«Los intocables» -Miren Rico Tolosa-
Los eternos clásicos. Ese canon al que toda obra artística desea pertenecer pero que sólo unas pocas logran alcanzar. El canon se puede romper, se debe romper, pero seguirá siendo la medida de calidad máxima que un trabajo pueda alcanzar. Los canones excluyen a todo sujeto que no sea hombre, blanco, de clase alta y heterosexual ya que precisamente están elaborados por hombres, blancos, de clase alta y heterosexuales que han implantado en nuestra tradición cultural la medida de la calidad de una obra.
En las últimas décadas, dicho canon se ha ido resquebrajando con la incorporación de nuevos paradigmas, casuísticas y realidades y sin embargo, cuando nos preguntan por los clásicos que hemos leído o qué obras consideraríamos como clásicos acuden a nuestra mente títulos similares que corresponden al ideario universal. ¿Universal?
Seguimos encasillados en ese paradigma tan conveniente que nos convierte en el centro del mundo, el ejemplo a imitar para el resto. No hay más que ver el mapa del mundo, esas proporciones tan irreales que nos hacen más grandes y que nos sitúan en el centro. Y lo mismo pasa con la literatura.
¿Qué títulos nos vienen a la cabeza cuando pensamos en clásicos? ¿Hay alguna mujer entre ellos? ¿Hay alguna autora no europea? ¿Hay alguna autora que no escriba en inglés o en castellano? La literatura se asienta sobre los cimientos de la sociedad heteropatriarcal en la que vivimos y a pesar de que muchos de los que se consideran clásicos tienen todo el derecho a serlo (las obras de Shakespeare o las de Kafka son una verdadera revolución) el canon es excluyente y clasista.

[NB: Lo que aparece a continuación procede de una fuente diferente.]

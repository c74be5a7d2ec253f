use async_trait::async_trait;
use serde::Deserialize;

use crate::error::{check_status, StoreError};
use crate::google::{api_url, GoogleSession};

const DRIVE_FILES_URL: &str = "https://www.googleapis.com/drive/v3/files";

/// Fetch-by-name access to a folder of extracts.
#[async_trait]
pub trait FileStore: Send + Sync {
    async fn fetch(&self, folder_id: &str, file_name: &str) -> Result<Vec<u8>, StoreError>;
}

#[derive(Debug, Deserialize)]
pub(crate) struct FileList {
    #[serde(default)]
    pub files: Vec<DriveFile>,
}

#[derive(Debug, Deserialize)]
pub(crate) struct DriveFile {
    pub id: String,
}

pub struct DriveClient<'a> {
    session: &'a GoogleSession,
}

impl<'a> DriveClient<'a> {
    pub fn new(session: &'a GoogleSession) -> Self {
        Self { session }
    }

    /// Ids of live files matching a Drive search query, oldest match first.
    pub(crate) async fn find(&self, query: &str) -> Result<Vec<String>, StoreError> {
        let request = self.session.get(api_url(DRIVE_FILES_URL, &[])?).query(&[
            ("q", query),
            ("fields", "files(id, name)"),
            ("orderBy", "createdTime"),
            ("supportsAllDrives", "true"),
            ("includeItemsFromAllDrives", "true"),
        ]);

        let response = check_status(request.send().await?).await?;
        let list: FileList = response.json().await?;
        Ok(list.files.into_iter().map(|file| file.id).collect())
    }
}

#[async_trait]
impl FileStore for DriveClient<'_> {
    async fn fetch(&self, folder_id: &str, file_name: &str) -> Result<Vec<u8>, StoreError> {
        let query = format!(
            "'{}' in parents and name='{}' and trashed=false",
            escape_query(folder_id),
            escape_query(file_name)
        );
        let file_id = self
            .find(&query)
            .await?
            .into_iter()
            .next()
            .ok_or_else(|| StoreError::not_found("file", file_name))?;

        let request = self
            .session
            .get(api_url(DRIVE_FILES_URL, &[file_id.as_str()])?)
            .query(&[("alt", "media"), ("supportsAllDrives", "true")]);

        let response = check_status(request.send().await?).await?;
        let bytes = response.bytes().await?;
        tracing::debug!(file_name, %file_id, bytes = bytes.len(), "downloaded extract");
        Ok(bytes.to_vec())
    }
}

/// Escapes a literal for use inside single quotes in a Drive search query.
pub(crate) fn escape_query(value: &str) -> String {
    value.replace('\\', "\\\\").replace('\'', "\\'")
}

Por culpa de nuestro afán por elaborar normas y exponer ejemplos de qué es la buena literatura, nombres como Jeanne Benameur, María Sanchez, Aki Shimazaki, Sandra Cisneros o Mayra Luna pasan al márgen de la página, a la invisibilidad y a que en nuestra boca, al hablar de literatura, no se pronuncien nombres de mujeres, y mucho menos de mujeres racializadas, y mucho menos de mujeres racializadas de contextos socio-económicos desfavorecidos.
Con todo esto, vuelvo a repetir, no estoy desmereciendo el lugar que ocupan ciertos autores en el mundo literario ni mucho menos su literatura, pero se me plantean dudas que aún no sé si puedo o debo responder. ¿Debe de haber un canon artístico
que establezca los parámetros generales de calidad dentro de una disciplina? ¿Debe de haber clásicos? ¿Hay libros que deben leerse?
Esta última pregunta no ha suscitado pocos quebraderos de cabeza a las profesoras de literatura, a las alumnas y a las lectoras en general. ¿Hay textos intocables? Es decir, ¿hay textos que por su repercusión, su estilo, su trama o por su fama deban ser leídos generación tras generación de acuerdo con los parámetros anteriormente mencionados? Esta es una cuestión que se centra en la subjetividad. A mí me puede parecer que Jeanette Winterson, autora que pocas veces aparecerá en el canon, es una de las imprescindibles pero igual de fundamentales me parecen las obras de las hermanas Brontë, autoras claramente canonizadas.
La eterna pregunta. El canon en cuestión. La literatura no puede encorsetarse y no debe limitarse a las ataduras y estética establecidas por la élite patriarcal. Demos un espacio a la literatura periférica, a la literatura marginal y subalterna de un sistema que la relega a la sombra y al olvido.